We will carefully proofread our submission in the revision.

审稿人评论

Thanks for the response. My concerns are well-addressed. I suggest the authors mention the point about generality and differences in zero vs low representations in the revised paper. I am updating my score accordingly.

作者评论

Thank you very much for reconsidering the score and for the helpful suggestions. As recommended, we will discuss the point regarding generality and the distinctions between zero and low representations in the revised manuscript.

最终决定

This paper studies Low-Dimension-to-High-Dimension (LDHD) generalization for Boolean functions using different architectures, under inductive bias. Based on the insights, the authors propose a position encoding method, called RPE-Square to facilitate LDHD generalization. They perform experiments on LLMs with transformer architectures and show promising results on simple Math tasks.
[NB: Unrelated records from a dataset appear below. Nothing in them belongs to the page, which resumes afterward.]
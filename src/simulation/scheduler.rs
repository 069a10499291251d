//! Discrete-event scheduling kernel.
//!
//! Pending events are kept in a `BTreeMap` ordered by `(time, sequence)`.
//! The sequence number is a post counter, so events posted for the same tick
//! fire in the order they were posted. A side index from `EventId` to its
//! time makes `drop` O(log n) and idempotent.

use std::collections::{BTreeMap, HashMap};

use super::error::SchedulerError;
use super::types::Tick;

/// Handle to a posted event, returned by [`Scheduler::post`].
#[derive(Debug, Clone, Copy, PartialEq, Eq, Hash, PartialOrd, Ord)]
pub struct EventId(u64);

/// Ordering key: time first, then FIFO by post sequence.
#[derive(Debug, Clone, Copy, PartialEq, Eq, PartialOrd, Ord)]
struct EventKey {
    time: Tick,
    sequence: u64,
}

/// Time-ordered queue of pending events of type `E`.
#[derive(Debug)]
pub struct Scheduler<E> {
    now: Tick,
    next_sequence: u64,
    queue: BTreeMap<EventKey, E>,
    pending: HashMap<EventId, Tick>,
}

impl<E> Default for Scheduler<E> {
    fn default() -> Self {
        Self::new()
    }
}

impl<E> Scheduler<E> {
    pub fn new() -> Self {
        Self {
            now: 0,
            next_sequence: 0,
            queue: BTreeMap::new(),
            pending: HashMap::new(),
        }
    }

    /// Current simulated time.
    pub fn now(&self) -> Tick {
        self.now
    }

    /// Number of pending events.
    pub fn len(&self) -> usize {
        self.queue.len()
    }

    pub fn is_empty(&self) -> bool {
        self.queue.is_empty()
    }

    /// Schedule `event` to fire at `time`.
    ///
    /// # Returns
    ///
    /// The handle needed to drop the event, or `InThePast` if `time` is
    /// earlier than the current time.
    pub fn post(&mut self, time: Tick, event: E) -> Result<EventId, SchedulerError> {
        if time < self.now {
            return Err(SchedulerError::InThePast { requested: time, now: self.now });
        }
        let sequence = self.next_sequence;
        self.next_sequence += 1;
        let id = EventId(sequence);
        self.queue.insert(EventKey { time, sequence }, event);
        self.pending.insert(id, time);
        Ok(id)
    }

    /// Schedule `event` to fire `delay` ticks from now.
    pub fn post_after(&mut self, delay: Tick, event: E) -> Result<EventId, SchedulerError> {
        self.post(self.now.saturating_add(delay), event)
    }

    /// Cancel a pending event.
    ///
    /// Dropping an event that already fired, was already dropped, or belongs
    /// to a previous run is a no-op. Returns whether something was removed.
    pub fn drop(&mut self, id: EventId) -> bool {
        match self.pending.remove(&id) {
            Some(time) => self.queue.remove(&EventKey { time, sequence: id.0 }).is_some(),
            None => false,
        }
    }

    /// Whether `id` is still waiting to fire.
    pub fn is_pending(&self, id: EventId) -> bool {
        self.pending.contains_key(&id)
    }

    /// Time of the earliest pending event.
    pub fn next_event_time(&self) -> Result<Tick, SchedulerError> {
        self.queue.keys().next().map(|key| key.time).ok_or(SchedulerError::NoMoreEvents)
    }

    /// Move the clock forward. The clock never goes backwards.
    pub fn advance_to(&mut self, time: Tick) {
        if time > self.now {
            self.now = time;
        }
    }

    /// Remove and return the earliest event if it is due at the current time.
    pub fn pop_due(&mut self) -> Option<(EventId, E)> {
        let key = *self.queue.keys().next()?;
        if key.time > self.now {
            return None;
        }
        let event = self.queue.remove(&key)?;
        let id = EventId(key.sequence);
        self.pending.remove(&id);
        Some((id, event))
    }

    /// Forget every pending event and rewind the clock for a fresh run.
    ///
    /// The sequence counter keeps increasing so that handles from the
    /// previous run can never alias new events.
    pub fn reset(&mut self) {
        self.queue.clear();
        self.pending.clear();
        self.now = 0;
    }
}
The reviewers have raised two main concerns -- lack of readability and limited experimental evaluation. The authors have addressed both these issues by providing explanations in the rebuttal (some reviewers have acknowledged that they now have a better understanding of the results) and providing additional experimental results. If these improvements are included in the final version of the paper, the paper makes solid contributions.